Soil: It prefers well-drained, sandy soils.
Watering: Water regularly when soil becomes dry. Its morphological characteristics indicate that it can over-summer without water and then grow vigorously during the rainy season, although constantly wet soil can cause it to rot.
Fertilization: Fertilize very lightly in early spring.
Hardiness: Zones: 8B-11. Plants are reputedly hardy to about -7(-10) degrees Celsius. Cold weather kills them down to the ground, but they rebound with the onset of warm weather. North of Zone 8B, baby sun rose must be grown as an annual.
Light: Sun to half-shade.
Salt tolerance: High.
Maintenance: Trim or cut around the edges if plants grow out of bounds. Mulching during the winter may help it to come back in areas where it is marginally hardy.
Uses It is an easy-to-grow Carpet-forming succulent groundcover, ideal for low-maintenance and water-wise gardens. It is a moderately drought-resistant trailing plant for stonewalls. Other Uses Baby sun rose is a good choice for long-lasting hanging baskets or for cascading over the edges of planters and walls. Use it in rock gardens and other small, sunny spots where its fine texture and delicate appearance can be appreciated. Less common but well worth seeking is Aptenia cordifolia f. variegata, a white-edged cultivar that looks striking in combination with other variegated plants or in contrast with dark-leaved succulents such as Aeonium arboreum var. atropurpureum cv. Schwarzkopf (Zwartkop).
Other uses: In Brazil occasionally cultivated as a leaf vegetable. Its leaves are edible as with other some members of the Aizoaceae family.

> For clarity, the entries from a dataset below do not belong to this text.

use std::time::Duration;

use crate::error::ValidationError;
use crate::http::TransportOptions;

pub const DEFAULT_CONCURRENCY: usize = 50;
pub const DEFAULT_REQUESTS: u64 = 200;
/// Result slots reserved per worker before the ceiling applies.
const RESULTS_PER_WORKER: usize = 1000;
pub const MAX_RESULT_CAPACITY: usize = 1_000_000;
/// Ceiling on the idle pool when the transport does not set one.
const MAX_IDLE_CONNECTIONS: usize = 500;

/// Load parameters for one run.
#[derive(Debug, Clone)]
pub struct RunConfig {
    /// Total requests; `0` runs until `run_timeout`.
    pub requests: u64,
    pub concurrency: usize,
    /// Aggregate requests per second; `0` is unlimited.
    pub qps: f64,
    pub run_timeout: Option<Duration>,
    pub transport: TransportOptions,
}

impl Default for RunConfig {
    fn default() -> Self {
        Self {
            requests: DEFAULT_REQUESTS,
            concurrency: DEFAULT_CONCURRENCY,
            qps: 0.0,
            run_timeout: None,
            transport: TransportOptions::default(),
        }
    }
}

impl RunConfig {
    /// # Errors
    ///
    /// Returns an error for zero concurrency, an unbounded run without a
    /// timeout, a negative or non-finite rate, or an unusable proxy.
    pub fn validate(&self) -> Result<(), ValidationError> {
        if self.concurrency == 0 {
            return Err(ValidationError::ZeroConcurrency);
        }
        if self.requests == 0 && self.run_timeout.is_none_or(|timeout| timeout.is_zero()) {
            return Err(ValidationError::UnboundedRun);
        }
        if !self.qps.is_finite() || self.qps < 0.0 {
            return Err(ValidationError::InvalidRate { value: self.qps });
        }
        self.transport.validate()
    }

    /// Requests each worker issues, `floor(N / C)`; `None` when unbounded.
    #[must_use]
    pub fn per_worker_quota(&self) -> Option<u64> {
        if self.requests == 0 {
            return None;
        }
        let workers = u64::try_from(self.concurrency).unwrap_or(u64::MAX);
        Some(self.requests.checked_div(workers).unwrap_or(0))
    }

    /// Requests left over by the even split, `N % C`. They are never issued.
    #[must_use]
    pub fn dropped_requests(&self) -> u64 {
        let workers = u64::try_from(self.concurrency).unwrap_or(u64::MAX);
        self.requests.checked_rem(workers).unwrap_or(0)
    }

    #[must_use]
    pub fn result_capacity(&self) -> usize {
        self.concurrency
            .saturating_mul(RESULTS_PER_WORKER)
            .clamp(1, MAX_RESULT_CAPACITY)
    }

    #[must_use]
    pub fn idle_connection_cap(&self) -> usize {
        self.transport
            .max_idle_per_host
            .unwrap_or_else(|| self.concurrency.min(MAX_IDLE_CONNECTIONS))
    }
}
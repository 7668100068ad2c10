//! Process-wide `tracing` subscriber.
use tracing_subscriber::{EnvFilter, FmtSubscriber};

/// Checked before `RUST_LOG`.
pub const LOG_ENV: &str = "VOLLEY_LOG";

fn default_filter(verbose: bool) -> EnvFilter {
    if verbose {
        EnvFilter::new("debug")
    } else {
        EnvFilter::new("info")
    }
}

/// Installs a stderr subscriber filtered by `VOLLEY_LOG`, then `RUST_LOG`.
///
/// Returns `false` when a global subscriber was already installed; the
/// existing one is kept.
pub fn init_logging(verbose: bool) -> bool {
    let filter = std::env::var(LOG_ENV)
        .or_else(|_| std::env::var("RUST_LOG"))
        .map_or_else(
            |_| default_filter(verbose),
            |value| EnvFilter::try_new(value).unwrap_or_else(|_| default_filter(verbose)),
        );

    let subscriber = FmtSubscriber::builder()
        .with_env_filter(filter)
        .with_writer(std::io::stderr)
        .with_target(false)
        .finish();

    tracing::subscriber::set_global_default(subscriber).is_ok()
}
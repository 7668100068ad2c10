use std::sync::Arc;

use futures_util::StreamExt;
use reqwest::{Body, Client, Request};
use tokio::time::{Instant, timeout_at};
use tracing::debug;

use crate::error::{RequestError, RequestErrorKind};
use crate::outcome::Outcome;
use crate::run::{DeadlineBound, RunContext};

use super::body::{TracedBody, spawn_body_producer};
use super::template::{BodySource, RequestTemplate};
use super::trace::{ACTIVE_TRACE, Mark, RequestTrace};

/// Performs one exchange and reports it. Failures land in the outcome's error.
///
/// The per-request scope is a child of the run token and is canceled on every
/// return path, which also stops a streaming body producer.
pub(crate) async fn execute(run: &RunContext, client: &Client, template: &RequestTemplate) -> Outcome {
    let origin = Instant::now();
    let trace = Arc::new(RequestTrace::new(origin));
    let scope = run.request_scope();
    let _release = scope.clone().drop_guard();

    let body = prepare_body(template.body(), &trace, &scope);
    let request = template.build_request(body);
    let exchanging = ACTIVE_TRACE.scope(Arc::clone(&trace), exchange(client, request, &trace));

    let result = match run.request_deadline(origin, template.timeout()) {
        Some((deadline, bound)) => tokio::select! {
            () = scope.cancelled() => Err(run.cancellation_error()),
            timed = timeout_at(deadline, exchanging) => match timed {
                Ok(result) => result,
                Err(_elapsed) => Err(match bound {
                    DeadlineBound::Request => RequestError::request_timeout(template.timeout()),
                    DeadlineBound::Run => RequestError::run_deadline(),
                }),
            },
        },
        None => tokio::select! {
            () = scope.cancelled() => Err(run.cancellation_error()),
            result = exchanging => result,
        },
    };

    let elapsed = origin.elapsed();
    let timings = trace.phases(elapsed);
    match result {
        Ok((status, content_length)) => Outcome::success(status, elapsed, timings, content_length),
        Err(err) => {
            debug!("Request failed: {}", err);
            Outcome::failure(err, elapsed, timings)
        }
    }
}

fn prepare_body(
    source: &BodySource,
    trace: &Arc<RequestTrace>,
    scope: &tokio_util::sync::CancellationToken,
) -> Option<Body> {
    match source {
        BodySource::Empty => None,
        BodySource::Fixed(bytes) if bytes.is_empty() => None,
        BodySource::Fixed(bytes) => Some(Body::wrap(TracedBody::fixed(
            bytes.clone(),
            Arc::clone(trace),
        ))),
        BodySource::Generator(generator) => {
            let (pipe, _producer) = spawn_body_producer(Arc::clone(generator), scope.clone());
            Some(Body::wrap(TracedBody::piped(pipe, Arc::clone(trace))))
        }
    }
}

async fn exchange(
    client: &Client,
    request: Request,
    trace: &RequestTrace,
) -> Result<(u16, u64), RequestError> {
    trace.mark(Mark::GetConn);
    let response = client
        .execute(request)
        .await
        .map_err(|err| classify_failure(&err, trace))?;
    trace.mark(Mark::FirstByte);
    let status = response.status().as_u16();
    let content_length = drain_response_body(response)
        .await
        .map_err(|err| classify_failure(&err, trace))?;
    Ok((status, content_length))
}

fn classify_failure(err: &reqwest::Error, trace: &RequestTrace) -> RequestError {
    match trace.body_failure() {
        Some(body_err) => RequestError::new(RequestErrorKind::BodyProduction, body_err.to_string()),
        None => RequestError::from_source(err),
    }
}

/// Reads the body to the end so the connection can return to the pool.
async fn drain_response_body(response: reqwest::Response) -> Result<u64, reqwest::Error> {
    let mut stream = response.bytes_stream();
    let mut total_bytes: u64 = 0;
    while let Some(chunk) = stream.next().await {
        let bytes = chunk?;
        total_bytes = total_bytes.saturating_add(u64::try_from(bytes.len()).unwrap_or(u64::MAX));
    }
    Ok(total_bytes)
}
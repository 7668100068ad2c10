use thiserror::Error;

#[derive(Debug, Error)]
pub enum HttpError {
    #[error("Failed to build HTTP client: {source}")]
    BuildClientFailed {
        #[source]
        source: reqwest::Error,
    },
}
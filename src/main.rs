mod entry;

use volley::error::EngineResult;

fn main() -> EngineResult<()> {
    entry::run()
}
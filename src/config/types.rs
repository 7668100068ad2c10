use std::time::Duration;

use serde::Deserialize;

use crate::error::ConfigError;

/// Every field is optional; unset fields fall back to engine defaults.
#[derive(Debug, Default, Clone, Deserialize)]
pub struct ConfigFile {
    pub url: Option<String>,
    pub method: Option<String>,
    /// `"Name: value"` entries; a repeated name keeps every value.
    pub headers: Option<Vec<String>>,
    pub data: Option<String>,
    pub data_file: Option<String>,
    pub stream: Option<StreamBodyConfig>,
    pub requests: Option<u64>,
    pub concurrency: Option<usize>,
    pub qps: Option<f64>,
    /// Run duration; without `requests` the run is bounded by time alone.
    pub duration: Option<DurationValue>,
    pub timeout: Option<DurationValue>,
    pub connect_timeout: Option<DurationValue>,
    pub http2: Option<bool>,
    #[serde(alias = "proxy")]
    pub proxy_url: Option<String>,
    pub disable_compression: Option<bool>,
    pub disable_keepalive: Option<bool>,
    pub disable_redirects: Option<bool>,
    /// Skip certificate verification. Defaults to `true`.
    pub insecure: Option<bool>,
    pub max_idle_per_host: Option<usize>,
}

/// A streamed request body that cycles through `chunks`.
#[derive(Debug, Default, Clone, Deserialize)]
pub struct StreamBodyConfig {
    pub chunks: Vec<String>,
    pub pause: Option<DurationValue>,
    pub rounds: Option<u64>,
}

#[derive(Debug, Clone, PartialEq, Eq, Deserialize)]
#[serde(untagged)]
pub enum DurationValue {
    Seconds(u64),
    Text(String),
}

impl DurationValue {
    /// # Errors
    ///
    /// Returns an error for zero or malformed durations.
    pub fn to_duration(&self) -> Result<Duration, ConfigError> {
        match self {
            DurationValue::Seconds(0) => Err(ConfigError::DurationZero),
            DurationValue::Seconds(secs) => Ok(Duration::from_secs(*secs)),
            DurationValue::Text(text) => super::parse_duration_value(text),
        }
    }
}

impl ConfigFile {
    /// Fields set in `overrides` replace the ones here. A body source in
    /// `overrides` replaces every body source here.
    #[must_use]
    pub fn merge(self, overrides: ConfigFile) -> ConfigFile {
        let body_overridden = overrides.data.is_some()
            || overrides.data_file.is_some()
            || overrides.stream.is_some();
        let (data, data_file, stream) = if body_overridden {
            (overrides.data, overrides.data_file, overrides.stream)
        } else {
            (self.data, self.data_file, self.stream)
        };
        ConfigFile {
            url: overrides.url.or(self.url),
            method: overrides.method.or(self.method),
            headers: overrides.headers.or(self.headers),
            data,
            data_file,
            stream,
            requests: overrides.requests.or(self.requests),
            concurrency: overrides.concurrency.or(self.concurrency),
            qps: overrides.qps.or(self.qps),
            duration: overrides.duration.or(self.duration),
            timeout: overrides.timeout.or(self.timeout),
            connect_timeout: overrides.connect_timeout.or(self.connect_timeout),
            http2: overrides.http2.or(self.http2),
            proxy_url: overrides.proxy_url.or(self.proxy_url),
            disable_compression: overrides.disable_compression.or(self.disable_compression),
            disable_keepalive: overrides.disable_keepalive.or(self.disable_keepalive),
            disable_redirects: overrides.disable_redirects.or(self.disable_redirects),
            insecure: overrides.insecure.or(self.insecure),
            max_idle_per_host: overrides.max_idle_per_host.or(self.max_idle_per_host),
        }
    }
}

Eradication: Plants escaped from cultivation or out control can be wiped out using the same methods as the related sea fig (Carpobrotus edulis) and New Zealand spinach (Tetragonia tetragonioides). It can be easily removed by hand pulling. However, because of the ability of this plant to grow roots and shoots from any node, all live shoot segments must be removed from contact with the soil to prevent resprouting. If complete removal is not possible, mulching with pinebark is adequate to prevent most re-sprouting, but requires at least one follow up treatment to remove resprouts. Chemical Control: The herbicide glyphosate (as Roundup) has been effectively used to kill related sea fig clones at label-recommended concentrations of 2% or higher. The addition of 1% surfactant to allows penetration of the cuticle on the leaves should improve effectiveness.
Propagation: Seeds or cuttings. Seeds can be sown in early to mid-spring and germinated in heated humid environment. Alternatively, use stem-tip cuttings, nodes root when they touch the ground. When stuck in moist soil, they root within two or three weeks. Rooting medium should be well-drained, or cuttings will rot. In six weeks they are actively growing and ready to be panted in the ground. To establish a groundcover over a large area, plant individual plants 60-90 cm apart.